AUSTRALIAN ABORIGINES NOT LEGALLY ENTITLED TO THE RIGHT OF A FAIR TRIAL
[ 8 July 1805 ]
On 8 July 1805, Judge Advocate Richard Atkins, the senior judge in Britain’s Australian colony of New South Wales, gave his legal opinion on what should be done with two Aboriginal prisoners, Mosquito and Bulldog, captured after an attack on white settlers. Atkins’ advice, which was accepted by Governor Philip King, was that Aborigines were not capable of understanding the law. They were not therefore entitled to the rights of a competent counsel, assumption of innocence and trial before a court, which was at least technically the right of even the miserable convicts.
Atkins explained that Aborigines were ‘incapable of being brought before a Criminal Court, either as Criminals or as Evidences: that it would be a mocking of Judicial Proceedings, and a Solecism in Law; and that the only mode at present, when they deserve it, is to pursue and inflict such punishment as they may merit.’1 Accordingly. the governor was not required to show any respect for the legal rights of the two suspects, Mosquito and Bulldog, who were duly transported to the ‘ocean hell’ of a penal colony on Norfolk Island.2
Even this extrajudicial sentence to a likely early death was sanctimoniously presented by King as one of merciful forbearance. Writing to Lord Camden, the Secretary of State for War and the Colonies, he reasoned that ‘as Two Black Men more than Settlers have been shot, I shall forgo any further retaliation, but as they (other Aborigines) were so desirous of shewing their sorrow by giving up the Delinquents and requiring that they be punished, I should try the expedient of sending them to another Settlement to labour…’3
At the same time, white settlers who had shot dead six Aborigines were to be entirely exempt from any punishment in accordance with Atkins’ legal recommendation that the colonists be excused from slaughtering Aborgines if in reprisal for the killing of European men or women. Atkins legal advice also absolved settlers from killing or wounding Aborigines who stole from their farms. In this case the victims were nothing more than ‘common predators’ and their killing was therefore justifiable and not punishable under the law.4
- Richard Atkins cited in Cheryll Saunders and Adrian Stone, The Oxford Handbook of the Australian Constitution, Oxford University Press, Oxford, 2018. See also Robert Hughes, The Fatal Shore: A History of the Transportation of Convicts to Australia, 1787-1868, Vintage, London, 2003, p. 275.

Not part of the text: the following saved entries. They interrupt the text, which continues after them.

//! Oplog read cursors over the sync source.

use ripple_core::{MemberId, OpTime, OplogEntry, ReplicaId};

use crate::error::GhostResult;

/// A read cursor over a remote node's oplog, opened on a ghost's behalf.
pub trait OplogReader: Send {
    /// Positions the cursor at the first entry with `ts >= from`.
    ///
    /// # Errors
    /// Returns a transient error on any network failure.
    fn query_gte(&mut self, from: OpTime) -> GhostResult<()>;

    /// Returns the next entry, or `None` when the cursor is exhausted for
    /// now (more may arrive later).
    ///
    /// # Errors
    /// Returns a transient error on any network failure.
    fn next(&mut self) -> GhostResult<Option<OplogEntry>>;
}

/// Opens oplog read cursors against a sync source.
pub trait ReaderFactory: Send + Sync {
    /// Connects a cursor for ghost `rid` (member `member`) to `host`.
    ///
    /// # Errors
    /// Returns a transient error if the connection cannot be established.
    fn connect(
        &self,
        rid: ReplicaId,
        member: MemberId,
        host: &str,
    ) -> GhostResult<Box<dyn OplogReader>>;
}

/// Lifecycle of a ghost's cursor. An error path closes the cursor; there
/// is no half-open state.
pub enum CursorState {
    /// No cursor. The next percolation connects one.
    Closed,
    /// A live cursor over the sync source's oplog.
    Open(Box<dyn OplogReader>),
}

impl CursorState {
    /// True if a cursor is open.
    #[must_use]
    pub fn is_open(&self) -> bool {
        matches!(self, Self::Open(_))
    }
}

impl std::fmt::Debug for CursorState {
    fn fmt(&self, f: &mut std::fmt::Formatter<'_>) -> std::fmt::Result {
        match self {
            Self::Closed => f.write_str("Closed"),
            Self::Open(_) => f.write_str("Open"),
        }
    }
}
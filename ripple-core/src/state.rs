//! Node replication state.

use std::sync::atomic::{AtomicU8, Ordering};
use std::sync::Arc;

use tracing::info;

/// Replication role of this node.
#[derive(Debug, Clone, Copy, PartialEq, Eq)]
pub enum NodeState {
    /// Booting; no config applied yet.
    Startup,
    /// Applying oplog but not yet consistent enough to serve reads.
    Recovering,
    /// Live secondary, tailing its sync source.
    Secondary,
    /// Elected primary. The applier never writes in this state.
    Primary,
    /// Voting-only member; never applies ops.
    Arbiter,
    /// Terminal failure state. Divergence is worse than downtime.
    Fatal,
}

impl NodeState {
    const fn as_u8(self) -> u8 {
        match self {
            Self::Startup => 0,
            Self::Recovering => 1,
            Self::Secondary => 2,
            Self::Primary => 3,
            Self::Arbiter => 4,
            Self::Fatal => 5,
        }
    }

    const fn from_u8(value: u8) -> Self {
        match value {
            1 => Self::Recovering,
            2 => Self::Secondary,
            3 => Self::Primary,
            4 => Self::Arbiter,
            5 => Self::Fatal,
            _ => Self::Startup,
        }
    }
}

impl std::fmt::Display for NodeState {
    fn fmt(&self, f: &mut std::fmt::Formatter<'_>) -> std::fmt::Result {
        let name = match self {
            Self::Startup => "STARTUP",
            Self::Recovering => "RECOVERING",
            Self::Secondary => "SECONDARY",
            Self::Primary => "PRIMARY",
            Self::Arbiter => "ARBITER",
            Self::Fatal => "FATAL",
        };
        f.write_str(name)
    }
}

/// Shared, lock-free view of the node's replication state.
///
/// Cloning the handle shares the underlying state. Transitions are set by
/// the sync driver (and externally by election/stepdown, which this crate
/// does not model); every component reads through the same handle.
#[derive(Debug, Clone, Default)]
pub struct StateHandle {
    state: Arc<AtomicU8>,
}

impl StateHandle {
    /// Creates a handle starting in [`NodeState::Startup`].
    #[must_use]
    pub fn new() -> Self {
        Self::default()
    }

    /// Creates a handle starting in the given state.
    #[must_use]
    pub fn starting_in(state: NodeState) -> Self {
        let handle = Self::new();
        handle.state.store(state.as_u8(), Ordering::SeqCst);
        handle
    }

    /// Returns the current state.
    #[must_use]
    pub fn get(&self) -> NodeState {
        NodeState::from_u8(self.state.load(Ordering::SeqCst))
    }

    /// Transitions to a new state.
    pub fn set(&self, next: NodeState) {
        let prev = NodeState::from_u8(self.state.swap(next.as_u8(), Ordering::SeqCst));
        if prev != next {
            info!(from = %prev, to = %next, "replication state change");
        }
    }

    /// True if the node is currently primary.
    #[must_use]
    pub fn is_primary(&self) -> bool {
        self.get() == NodeState::Primary
    }

    /// True if the node is currently a live secondary.
    #[must_use]
    pub fn is_secondary(&self) -> bool {
        self.get() == NodeState::Secondary
    }
}

#[cfg(test)]
mod tests {
    use super::*;

    #[test]
    fn test_roundtrip_all_states() {
        let handle = StateHandle::new();
        for state in [
            NodeState::Startup,
            NodeState::Recovering,
            NodeState::Secondary,
            NodeState::Primary,
            NodeState::Arbiter,
            NodeState::Fatal,
        ] {
            handle.set(state);
            assert_eq!(handle.get(), state);
        }
    }

    #[test]
    fn test_shared_between_clones() {
        let a = StateHandle::new();
        let b = a.clone();
        a.set(NodeState::Secondary);
        assert!(b.is_secondary());
        assert!(!b.is_primary());
    }
}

- Cheryll Saunders and Adrian Stone, The Oxford Handbook of the Australian Constitution, Oxford University Press, Oxford, 2018
- Governor Philip King cited in Lisa Ford, Settler Sovereigny, Jurisdiction and Indigenous Authority in America and Australia, 1788-1836, Havard University Press, 2010, Cambridge, Massachusetts, p. 48.
- Lisa Ford, Settler Sovereigny, Jurisdiction and Indigenous Authority in America and Australia, 1788-1836, Havard University Press, 2010, Cambridge, Massachusetts, p. 47.